TASK BRIEF
Every line of the material below is to be printed again exactly.

DATA EXCERPTS
⟨

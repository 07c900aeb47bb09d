use chrono::NaiveDate;
use serde::{Deserialize, Serialize};

use crate::content::frontmatter::{coerce_date, coerce_optional_date};
use crate::data::SITE_CONFIG;

#[derive(Debug, Clone, Serialize, Deserialize, PartialEq)]
pub struct PostImage {
    pub src: String,
    pub alt: String,
}

/// Frontmatter of a blog post.
#[derive(Debug, Clone, Serialize, Deserialize, PartialEq)]
#[serde(rename_all = "camelCase")]
pub struct BlogPostData {
    pub title: String,
    pub description: String,
    #[serde(deserialize_with = "coerce_date")]
    pub pub_date: NaiveDate,
    #[serde(
        default,
        deserialize_with = "coerce_optional_date",
        skip_serializing_if = "Option::is_none"
    )]
    pub updated_date: Option<NaiveDate>,
    #[serde(default = "default_author")]
    pub author: String,
    #[serde(default)]
    pub tags: Vec<String>,
    #[serde(default)]
    pub draft: bool,
    #[serde(default)]
    pub featured: bool,
    #[serde(default, skip_serializing_if = "Option::is_none")]
    pub image: Option<PostImage>,
}

fn default_author() -> String {
    SITE_CONFIG.author.to_string()
}

#[derive(Debug, Clone, Copy, Serialize, Deserialize, PartialEq, Eq)]
#[serde(rename_all = "lowercase")]
pub enum TestimonialCategory {
    Professional,
    Community,
    Personal,
}

/// Frontmatter of a testimonial.
#[derive(Debug, Clone, Serialize, Deserialize, PartialEq)]
pub struct TestimonialData {
    pub name: String,
    pub title: String,
    pub company: String,
    pub category: TestimonialCategory,
    #[serde(default, skip_serializing_if = "Option::is_none")]
    pub initials: Option<String>,
    #[serde(default)]
    pub featured: bool,
    #[serde(default)]
    pub order: f64,
}

/// One document of a collection.
#[derive(Debug, Clone, Serialize, PartialEq)]
pub struct Entry<T> {
    /// Path relative to the collection root, without extension.
    pub id: String,
    pub slug: String,
    pub data: T,
    pub body: String,
}

#[cfg(test)]
mod tests {
    use super::*;
    use crate::content::frontmatter::parse_frontmatter;

    #[test]
    fn test_blog_defaults() {
        let data: BlogPostData = parse_frontmatter(
            "title = \"Hello\"\ndescription = \"First post\"\npubDate = 2024-03-01\n",
        )
        .unwrap();
        assert_eq!(data.author, "Austin Cole");
        assert!(data.tags.is_empty());
        assert!(!data.draft);
        assert!(!data.featured);
        assert_eq!(data.updated_date, None);
        assert_eq!(data.image, None);
    }

    #[test]
    fn test_blog_accepts_string_dates_and_image() {
        let data: BlogPostData = parse_frontmatter(
            r#"
title = "Hello"
description = "d"
pubDate = "2024-03-01T12:00:00Z"
updatedDate = "2024-04-02"
author = "Guest"
tags = ["security", "radio"]
featured = true
image = { src = "/img/a.png", alt = "Antenna" }
"#,
        )
        .unwrap();
        assert_eq!(data.pub_date, NaiveDate::from_ymd_opt(2024, 3, 1).unwrap());
        assert_eq!(data.updated_date, NaiveDate::from_ymd_opt(2024, 4, 2));
        assert_eq!(data.author, "Guest");
        assert!(data.featured);
        assert_eq!(data.image.unwrap().alt, "Antenna");
    }

    #[test]
    fn test_blog_requires_title() {
        let result: Result<BlogPostData, _> =
            parse_frontmatter("description = \"d\"\npubDate = 2024-03-01\n");
        assert!(result.is_err());
    }

    #[test]
    fn test_testimonial_defaults_and_enum() {
        let data: TestimonialData = parse_frontmatter(
            "name = \"Sam\"\ntitle = \"CIO\"\ncompany = \"County\"\ncategory = \"professional\"\n",
        )
        .unwrap();
        assert_eq!(data.category, TestimonialCategory::Professional);
        assert_eq!(data.order, 0.0);
        assert!(!data.featured);

        let base = "name = \"Sam\"\ntitle = \"CIO\"\ncompany = \"County\"\n\
                    category = \"community\"\n";
        let fractional: TestimonialData =
            parse_frontmatter(&format!("{base}order = 1.5\n")).unwrap();
        assert_eq!(fractional.order, 1.5);
        let whole: TestimonialData = parse_frontmatter(&format!("{base}order = 3\n")).unwrap();
        assert_eq!(whole.order, 3.0);

        let bad: Result<TestimonialData, _> = parse_frontmatter(
            "name = \"Sam\"\ntitle = \"CIO\"\ncompany = \"County\"\ncategory = \"family\"\n",
        );
        assert!(bad.is_err());
    }
}
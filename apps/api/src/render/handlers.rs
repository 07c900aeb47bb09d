use axum::{extract::State, response::Html};
use chrono::Utc;

use crate::navigation::{generate_content_breadcrumbs, ContentType};
use crate::render::cv_page::render_cv_page;
use crate::state::AppState;

/// GET /cv-print/
pub async fn handle_cv_print(State(state): State<AppState>) -> Html<String> {
    let breadcrumbs = generate_content_breadcrumbs(ContentType::Cv, None, Some("print"));
    let page = render_cv_page(&state.cv, &breadcrumbs, Utc::now().date_naive());
    Html(page.into_string())
}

⟩

ANSWER TO THE PROBLEM
repository 07c900aeb47bb09d
use chrono::NaiveDate;
use serde::{Deserialize, Serialize};

use crate::content::frontmatter::{coerce_date, coerce_optional_date};
use crate::data::SITE_CONFIG;

#[derive(Debug, Clone, Serialize, Deserialize, PartialEq)]
pub struct PostImage {
    pub src: String,
    pub alt: String,
}

/// Frontmatter of a blog post.
#[derive(Debug, Clone, Serialize, Deserialize, PartialEq)]
#[serde(rename_all = "camelCase")]
pub struct BlogPostData {
    pub title: String,
    pub description: String,
    #[serde(deserialize_with = "coerce_date")]
    pub pub_date: NaiveDate,
    #[serde(
        default,
        deserialize_with = "coerce_optional_date",
        skip_serializing_if = "Option::is_none"
    )]
    pub updated_date: Option<NaiveDate>,
    #[serde(default = "default_author")]
    pub author: String,
    #[serde(default)]
    pub tags: Vec<String>,
    #[serde(default)]
    pub draft: bool,
    #[serde(default)]
    pub featured: bool,
    #[serde(default, skip_serializing_if = "Option::is_none")]
    pub image: Option<PostImage>,
}

fn default_author() -> String {
    SITE_CONFIG.author.to_string()
}

#[derive(Debug, Clone, Copy, Serialize, Deserialize, PartialEq, Eq)]
#[serde(rename_all = "lowercase")]
pub enum TestimonialCategory {
    Professional,
    Community,
    Personal,
}

/// Frontmatter of a testimonial.
#[derive(Debug, Clone, Serialize, Deserialize, PartialEq)]
pub struct TestimonialData {
    pub name: String,
    pub title: String,
    pub company: String,
    pub category: TestimonialCategory,
    #[serde(default, skip_serializing_if = "Option::is_none")]
    pub initials: Option<String>,
    #[serde(default)]
    pub featured: bool,
    #[serde(default)]
    pub order: f64,
}

/// One document of a collection.
#[derive(Debug, Clone, Serialize, PartialEq)]
pub struct Entry<T> {
    /// Path relative to the collection root, without extension.
    pub id: String,
    pub slug: String,
    pub data: T,
    pub body: String,
}

#[cfg(test)]
mod tests {
    use super::*;
    use crate::content::frontmatter::parse_frontmatter;

    #[test]
    fn test_blog_defaults() {
        let data: BlogPostData = parse_frontmatter(
            "title = \"Hello\"\ndescription = \"First post\"\npubDate = 2024-03-01\n",
        )
        .unwrap();
        assert_eq!(data.author, "Austin Cole");
        assert!(data.tags.is_empty());
        assert!(!data.draft);
        assert!(!data.featured);
        assert_eq!(data.updated_date, None);
        assert_eq!(data.image, None);
    }

    #[test]
    fn test_blog_accepts_string_dates_and_image() {
        let data: BlogPostData = parse_frontmatter(
            r#"
title = "Hello"
description = "d"
pubDate = "2024-03-01T12:00:00Z"
updatedDate = "2024-04-02"
author = "Guest"
tags = ["security", "radio"]
featured = true
image = { src = "/img/a.png", alt = "Antenna" }
"#,
        )
        .unwrap();
        assert_eq!(data.pub_date, NaiveDate::from_ymd_opt(2024, 3, 1).unwrap());
        assert_eq!(data.updated_date, NaiveDate::from_ymd_opt(2024, 4, 2));
        assert_eq!(data.author, "Guest");
        assert!(data.featured);
        assert_eq!(data.image.unwrap().alt, "Antenna");
    }

    #[test]
    fn test_blog_requires_title() {
        let result: Result<BlogPostData, _> =
            parse_frontmatter("description = \"d\"\npubDate = 2024-03-01\n");
        assert!(result.is_err());
    }

    #[test]
    fn test_testimonial_defaults_and_enum() {
        let data: TestimonialData = parse_frontmatter(
            "name = \"Sam\"\ntitle = \"CIO\"\ncompany = \"County\"\ncategory = \"professional\"\n",
        )
        .unwrap();
        assert_eq!(data.category, TestimonialCategory::Professional);
        assert_eq!(data.order, 0.0);
        assert!(!data.featured);

        let base = "name = \"Sam\"\ntitle = \"CIO\"\ncompany = \"County\"\n\
                    category = \"community\"\n";
        let fractional: TestimonialData =
            parse_frontmatter(&format!("{base}order = 1.5\n")).unwrap();
        assert_eq!(fractional.order, 1.5);
        let whole: TestimonialData = parse_frontmatter(&format!("{base}order = 3\n")).unwrap();
        assert_eq!(whole.order, 3.0);

        let bad: Result<TestimonialData, _> = parse_frontmatter(
            "name = \"Sam\"\ntitle = \"CIO\"\ncompany = \"County\"\ncategory = \"family\"\n",
        );
        assert!(bad.is_err());
    }
}
filename apps/api/src/render/handlers.rs
repository 07c900aeb47bb09d
use axum::{extract::State, response::Html};
use chrono::Utc;

use crate::navigation::{generate_content_breadcrumbs, ContentType};
use crate::render::cv_page::render_cv_page;
use crate::state::AppState;

/// GET /cv-print/
pub async fn handle_cv_print(State(state): State<AppState>) -> Html<String> {
    let breadcrumbs = generate_content_breadcrumbs(ContentType::Cv, None, Some("print"));
    let page = render_cv_page(&state.cv, &breadcrumbs, Utc::now().date_naive());
    Html(page.into_string())
}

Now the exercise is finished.